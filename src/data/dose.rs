use std::fmt;

use serde::{Deserialize, Serialize};

use crate::error::EsterError;
use crate::formulation::FormulationRegistry;
use crate::superposition::SuperpositionOptions;

/// A single administered dose
///
/// A [Dose] is an amount of a formulation given at a specific time. Whether
/// `time` is an absolute timestamp or the gap since the previous dose is
/// decided per query by [`SuperpositionOptions::intervals`].
#[derive(Serialize, Deserialize, Debug, Clone, PartialEq)]
pub struct Dose {
    time: f64,
    amount: f64,
    formulation: String,
}

impl Dose {
    /// Create a new dose
    ///
    /// # Arguments
    ///
    /// * `time` - Time of administration, in days
    /// * `amount` - Amount administered, in mg
    /// * `formulation` - Registry id of the formulation
    pub fn new(time: f64, amount: f64, formulation: impl Into<String>) -> Self {
        Dose {
            time,
            amount,
            formulation: formulation.into(),
        }
    }

    /// Get the time of administration
    pub fn time(&self) -> f64 {
        self.time
    }

    /// Get the amount administered
    pub fn amount(&self) -> f64 {
        self.amount
    }

    /// Get the formulation id
    pub fn formulation(&self) -> &str {
        &self.formulation
    }

    /// Set the time of administration
    pub fn set_time(&mut self, time: f64) {
        self.time = time;
    }

    /// Set the amount administered
    pub fn set_amount(&mut self, amount: f64) {
        self.amount = amount;
    }
}

impl fmt::Display for Dose {
    fn fmt(&self, f: &mut fmt::Formatter<'_>) -> fmt::Result {
        write!(
            f,
            "{} mg {} at t = {}",
            self.amount, self.formulation, self.time
        )
    }
}

/// An ordered history of doses
#[derive(Serialize, Deserialize, Debug, Clone, Default, PartialEq)]
pub struct DoseHistory {
    doses: Vec<Dose>,
}

impl DoseHistory {
    /// Create a dose history from a list of doses, keeping their order
    pub fn new(doses: Vec<Dose>) -> Self {
        DoseHistory { doses }
    }

    /// Get the doses
    pub fn doses(&self) -> &[Dose] {
        &self.doses
    }

    /// Add a dose at the end of the history
    pub fn push(&mut self, dose: Dose) {
        self.doses.push(dose);
    }

    pub fn len(&self) -> usize {
        self.doses.len()
    }

    pub fn is_empty(&self) -> bool {
        self.doses.is_empty()
    }

    /// Split the history into the parallel columns used by
    /// [`crate::superposition`]: amounts, times and formulation ids
    pub fn columns(&self) -> (Vec<f64>, Vec<f64>, Vec<&str>) {
        let amounts = self.doses.iter().map(|d| d.amount).collect();
        let times = self.doses.iter().map(|d| d.time).collect();
        let ids = self.doses.iter().map(|d| d.formulation.as_str()).collect();
        (amounts, times, ids)
    }

    /// Total concentration at `t`, using the builtin registry
    pub fn concentration(&self, t: f64, options: &SuperpositionOptions) -> Result<f64, EsterError> {
        self.concentration_with(FormulationRegistry::global(), t, options)
    }

    /// Total concentration at `t`, using `registry`
    pub fn concentration_with(
        &self,
        registry: &FormulationRegistry,
        t: f64,
        options: &SuperpositionOptions,
    ) -> Result<f64, EsterError> {
        let (amounts, times, ids) = self.columns();
        registry.total_concentration(t, &amounts, &times, &ids, options)
    }

    /// Total concentration at each of `times`, using the builtin registry
    pub fn curve(
        &self,
        times: &[f64],
        options: &SuperpositionOptions,
    ) -> Result<Vec<f64>, EsterError> {
        self.curve_with(FormulationRegistry::global(), times, options)
    }

    /// Total concentration at each of `times`, using `registry`
    pub fn curve_with(
        &self,
        registry: &FormulationRegistry,
        times: &[f64],
        options: &SuperpositionOptions,
    ) -> Result<Vec<f64>, EsterError> {
        let (amounts, dose_times, ids) = self.columns();
        registry.concentration_curve(times, &amounts, &dose_times, &ids, options)
    }
}

impl fmt::Display for DoseHistory {
    fn fmt(&self, f: &mut fmt::Formatter<'_>) -> fmt::Result {
        writeln!(f, "Dose history ({} doses)", self.doses.len())?;
        for dose in &self.doses {
            writeln!(f, "  {}", dose)?;
        }
        Ok(())
    }
}

impl From<Vec<Dose>> for DoseHistory {
    fn from(doses: Vec<Dose>) -> Self {
        DoseHistory::new(doses)
    }
}
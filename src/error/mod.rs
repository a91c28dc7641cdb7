use std::fmt;

use serde::{Deserialize, Serialize};
use thiserror::Error;

/// Evaluation modes that are recognised but have no numeric behavior yet
#[derive(Debug, Clone, Copy, PartialEq, Eq, Serialize, Deserialize)]
pub enum Mode {
    /// Uncertainty-aware prediction with randomised rate constants
    Random,
    /// Closed-form steady state under evenly repeated dosing
    SteadyState,
}

impl fmt::Display for Mode {
    fn fmt(&self, f: &mut fmt::Formatter<'_>) -> fmt::Result {
        match self {
            Mode::Random => write!(f, "random"),
            Mode::SteadyState => write!(f, "steady-state"),
        }
    }
}

#[derive(Error, Debug)]
pub enum EsterError {
    /// The identifier is not present in the registry
    #[error("Unknown formulation '{0}'")]
    UnknownFormulation(String),

    /// The requested mode is not supported
    #[error("Unsupported mode: {0} prediction is not implemented")]
    UnsupportedMode(Mode),

    /// The parallel dose sequences differ in length
    #[error(
        "Length mismatch: {doses} doses, {times} dose times and {formulations} formulation ids"
    )]
    LengthMismatch {
        doses: usize,
        times: usize,
        formulations: usize,
    },

    /// A formulation violates the registry invariants
    #[error("Invalid formulation '{id}': {reason}")]
    InvalidFormulation { id: String, reason: String },

    #[error("CSV error: {0}")]
    Csv(#[from] csv::Error),

    #[error("Failed to parse JSON: {0}")]
    Json(#[from] serde_json::Error),

    #[error("I/O error: {0}")]
    Io(#[from] std::io::Error),
}

impl EsterError {
    /// Create an invalid formulation error
    pub fn invalid_formulation(id: impl Into<String>, reason: impl Into<String>) -> Self {
        Self::InvalidFormulation {
            id: id.into(),
            reason: reason.into(),
        }
    }
}
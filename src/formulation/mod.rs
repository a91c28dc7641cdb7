//! Formulation registry
//!
//! A [`FormulationRegistry`] maps a formulation identifier to the four
//! constants of the three-compartment depot model. The registry holds data
//! only; every formulation is evaluated by the same closed-form curve in
//! [`crate::curve`].
//!
//! The builtin table covers the intramuscular esters:
//!
//! | id | d | k1 | k2 | k3 |
//! |---|---|---|---|---|
//! | valerate | 478.0 | 0.236 | 4.85 | 1.24 |
//! | enanthate | 191.4 | 0.119 | 0.601 | 0.402 |
//! | cypionate | 246.0 | 0.0825 | 3.57 | 0.669 |
//! | benzoate | 1893.1 | 0.67 | 61.5 | 4.34 |
//! | undecylate | 471.5 | 0.01729 | 6.528 | 2.285 |
//!
//! Subcutaneous and transdermal formulations are not part of the builtin
//! table. Patches follow a different absorption model and are not supported;
//! other formulations that fit the depot model can be registered in an owned
//! registry, either with [`FormulationRegistry::insert`] or from JSON.
//!
//! # Example
//!
//! ```rust
//! use esterpk::formulation::{lookup_formulation, FormulationRegistry};
//!
//! let valerate = lookup_formulation("valerate").unwrap();
//! assert_eq!(valerate.d(), 478.0);
//!
//! let custom = FormulationRegistry::from_json(
//!     r#"{ "slow": { "d": 100.0, "k1": 0.05, "k2": 2.0, "k3": 1.0 } }"#,
//! )
//! .unwrap();
//! assert!(custom.contains("slow"));
//! ```

use std::collections::HashMap;
use std::path::Path;

use lazy_static::lazy_static;
use serde::{Deserialize, Serialize};

use crate::error::EsterError;

/// Constants of the three-compartment depot model for one formulation
///
/// `d` scales the dose to a concentration; `k1`, `k2` and `k3` are first-order
/// rate constants in 1/day.
#[derive(Debug, Clone, Copy, PartialEq, Serialize, Deserialize)]
pub struct Formulation {
    d: f64,
    k1: f64,
    k2: f64,
    k3: f64,
}

impl Formulation {
    /// Create a new set of formulation constants
    ///
    /// The constants are not checked here; [`FormulationRegistry::insert`]
    /// rejects anything that is not finite and strictly positive.
    pub const fn new(d: f64, k1: f64, k2: f64, k3: f64) -> Self {
        Formulation { d, k1, k2, k3 }
    }

    /// Bioavailable dose scaling factor
    pub fn d(&self) -> f64 {
        self.d
    }

    /// Absorption rate constant out of the injection depot
    pub fn k1(&self) -> f64 {
        self.k1
    }

    /// First downstream rate constant
    pub fn k2(&self) -> f64 {
        self.k2
    }

    /// Second downstream (elimination) rate constant
    pub fn k3(&self) -> f64 {
        self.k3
    }

    /// The rate constants as `(k1, k2, k3)`
    pub fn rates(&self) -> (f64, f64, f64) {
        (self.k1, self.k2, self.k3)
    }

    fn validate(&self, id: &str) -> Result<(), EsterError> {
        let fields = [
            ("d", self.d),
            ("k1", self.k1),
            ("k2", self.k2),
            ("k3", self.k3),
        ];
        for (name, value) in fields {
            if !value.is_finite() || value <= 0.0 {
                return Err(EsterError::invalid_formulation(
                    id,
                    format!("{} must be finite and > 0, got {}", name, value),
                ));
            }
        }
        Ok(())
    }
}

const BUILTIN_ESTERS: [(&str, Formulation); 5] = [
    ("valerate", Formulation::new(478.0, 0.236, 4.85, 1.24)),
    ("enanthate", Formulation::new(191.4, 0.119, 0.601, 0.402)),
    ("cypionate", Formulation::new(246.0, 0.0825, 3.57, 0.669)),
    ("benzoate", Formulation::new(1893.1, 0.67, 61.5, 4.34)),
    ("undecylate", Formulation::new(471.5, 0.01729, 6.528, 2.285)),
];

lazy_static! {
    static ref GLOBAL: FormulationRegistry = FormulationRegistry::builtin();
}

/// A registry of formulation constants keyed by identifier
///
/// Deserializing goes through [`FormulationRegistry::insert`], so every entry
/// is validated on the way in.
#[derive(Debug, Clone, Default, PartialEq, Serialize, Deserialize)]
#[serde(
    try_from = "HashMap<String, Formulation>",
    into = "HashMap<String, Formulation>"
)]
pub struct FormulationRegistry {
    formulations: HashMap<String, Formulation>,
}

impl FormulationRegistry {
    /// Create a new empty registry
    pub fn new() -> Self {
        Self {
            formulations: HashMap::new(),
        }
    }

    /// Create a registry holding the builtin intramuscular esters
    pub fn builtin() -> Self {
        let formulations = BUILTIN_ESTERS
            .iter()
            .map(|(id, formulation)| (id.to_string(), *formulation))
            .collect();
        Self { formulations }
    }

    /// The process-wide builtin registry
    pub fn global() -> &'static FormulationRegistry {
        &GLOBAL
    }

    /// Parse a registry from a JSON object of `id -> {d, k1, k2, k3}`
    pub fn from_json(json: &str) -> Result<Self, EsterError> {
        let parsed: HashMap<String, Formulation> = serde_json::from_str(json)?;
        let registry = Self::try_from(parsed)?;
        tracing::debug!("loaded {} formulations from JSON", registry.len());
        Ok(registry)
    }

    /// Read a registry from a JSON file, see [`FormulationRegistry::from_json`]
    pub fn from_json_file(path: impl AsRef<Path>) -> Result<Self, EsterError> {
        let content = std::fs::read_to_string(path.as_ref())?;
        Self::from_json(&content)
    }

    /// Add a formulation, replacing any previous entry with the same id
    pub fn insert(
        &mut self,
        id: impl Into<String>,
        formulation: Formulation,
    ) -> Result<(), EsterError> {
        let id = id.into();
        formulation.validate(&id)?;
        self.formulations.insert(id, formulation);
        Ok(())
    }

    /// Look up a formulation by id
    pub fn lookup(&self, id: &str) -> Result<&Formulation, EsterError> {
        self.formulations
            .get(id)
            .ok_or_else(|| EsterError::UnknownFormulation(id.to_string()))
    }

    /// Check if a formulation exists
    pub fn contains(&self, id: &str) -> bool {
        self.formulations.contains_key(id)
    }

    /// List all formulation ids, sorted
    pub fn list(&self) -> Vec<&str> {
        let mut ids: Vec<&str> = self.formulations.keys().map(|s| s.as_str()).collect();
        ids.sort();
        ids
    }

    /// Get the number of formulations
    pub fn len(&self) -> usize {
        self.formulations.len()
    }

    /// Check if the registry is empty
    pub fn is_empty(&self) -> bool {
        self.formulations.is_empty()
    }
}

impl TryFrom<HashMap<String, Formulation>> for FormulationRegistry {
    type Error = EsterError;

    fn try_from(formulations: HashMap<String, Formulation>) -> Result<Self, Self::Error> {
        let mut registry = Self::new();
        for (id, formulation) in formulations {
            if let Err(e) = registry.insert(id.as_str(), formulation) {
                tracing::warn!("rejecting formulation '{}': {}", id, e);
                return Err(e);
            }
        }
        Ok(registry)
    }
}

impl From<FormulationRegistry> for HashMap<String, Formulation> {
    fn from(registry: FormulationRegistry) -> Self {
        registry.formulations
    }
}

/// Look up a formulation in the builtin registry
pub fn lookup_formulation(id: &str) -> Result<&'static Formulation, EsterError> {
    FormulationRegistry::global().lookup(id)
}

#[cfg(test)]
mod tests {
    use super::*;

    #[test]
    fn builtin_contains_all_esters() {
        let registry = FormulationRegistry::global();
        assert_eq!(
            registry.list(),
            vec!["benzoate", "cypionate", "enanthate", "undecylate", "valerate"]
        );
    }

    #[test]
    fn lookup_returns_table_constants() {
        let enanthate = lookup_formulation("enanthate").unwrap();
        assert_eq!(enanthate.d(), 191.4);
        assert_eq!(enanthate.rates(), (0.119, 0.601, 0.402));

        let undecylate = lookup_formulation("undecylate").unwrap();
        assert_eq!(undecylate.rates(), (0.01729, 6.528, 2.285));
    }

    #[test]
    fn unknown_id_is_an_error() {
        match lookup_formulation("patch tw") {
            Err(EsterError::UnknownFormulation(id)) => assert_eq!(id, "patch tw"),
            other => panic!("expected UnknownFormulation, got {:?}", other),
        }
        // ids are case sensitive
        assert!(lookup_formulation("Valerate").is_err());
    }

    #[test]
    fn builtin_constants_are_valid() {
        let registry = FormulationRegistry::builtin();
        for id in registry.list() {
            registry.lookup(id).unwrap().validate(id).unwrap();
        }
    }

    #[test]
    fn insert_rejects_non_positive_constants() {
        let mut registry = FormulationRegistry::new();
        let err = registry
            .insert("bad", Formulation::new(1.0, 0.0, 1.0, 1.0))
            .unwrap_err();
        assert!(matches!(err, EsterError::InvalidFormulation { .. }));
        assert!(registry
            .insert("nan", Formulation::new(f64::NAN, 1.0, 1.0, 1.0))
            .is_err());
        assert!(registry.is_empty());
    }

    #[test]
    fn insert_replaces_existing_entry() {
        let mut registry = FormulationRegistry::builtin();
        registry
            .insert("valerate", Formulation::new(1.0, 1.0, 2.0, 3.0))
            .unwrap();
        assert_eq!(registry.len(), 5);
        assert_eq!(registry.lookup("valerate").unwrap().d(), 1.0);
        // the global table is untouched
        assert_eq!(lookup_formulation("valerate").unwrap().d(), 478.0);
    }

    #[test]
    fn from_json_parses_and_validates() {
        let registry = FormulationRegistry::from_json(
            r#"{
                "slow": { "d": 100.0, "k1": 0.05, "k2": 2.0, "k3": 1.0 },
                "fast": { "d": 50.0, "k1": 1.5, "k2": 3.0, "k3": 2.0 }
            }"#,
        )
        .unwrap();
        assert_eq!(registry.list(), vec!["fast", "slow"]);
        assert_eq!(registry.lookup("slow").unwrap().k1(), 0.05);

        let err = FormulationRegistry::from_json(
            r#"{ "neg": { "d": -1.0, "k1": 0.05, "k2": 2.0, "k3": 1.0 } }"#,
        )
        .unwrap_err();
        assert!(matches!(err, EsterError::InvalidFormulation { .. }));

        let err = FormulationRegistry::from_json(r#"{ "x": { "d": 1.0 } }"#).unwrap_err();
        assert!(matches!(err, EsterError::Json(_)));
    }

    #[test]
    fn registry_serializes_as_plain_map() {
        let registry = FormulationRegistry::builtin();
        let json = serde_json::to_string(&registry).unwrap();
        let back = FormulationRegistry::from_json(&json).unwrap();
        assert_eq!(back, registry);
        let back: FormulationRegistry = serde_json::from_str(&json).unwrap();
        assert_eq!(back, registry);
    }

    #[test]
    fn serde_deserialize_validates_entries() {
        let json = r#"{ "bad": { "d": -5.0, "k1": 0.0, "k2": 2.0, "k3": 1.0 } }"#;
        let result = serde_json::from_str::<FormulationRegistry>(json);
        let err = result.unwrap_err();
        assert!(err.to_string().contains("Invalid formulation 'bad'"), "{}", err);

        let json = r#"{ "ok": { "d": 5.0, "k1": 0.1, "k2": 2.0, "k3": 1.0 } }"#;
        let registry: FormulationRegistry = serde_json::from_str(json).unwrap();
        assert_eq!(registry.lookup("ok").unwrap().d(), 5.0);
    }
}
===============
Scan the entries for lines with the string "cypionate". Report only how many there are.

* **Reply to the task**:
3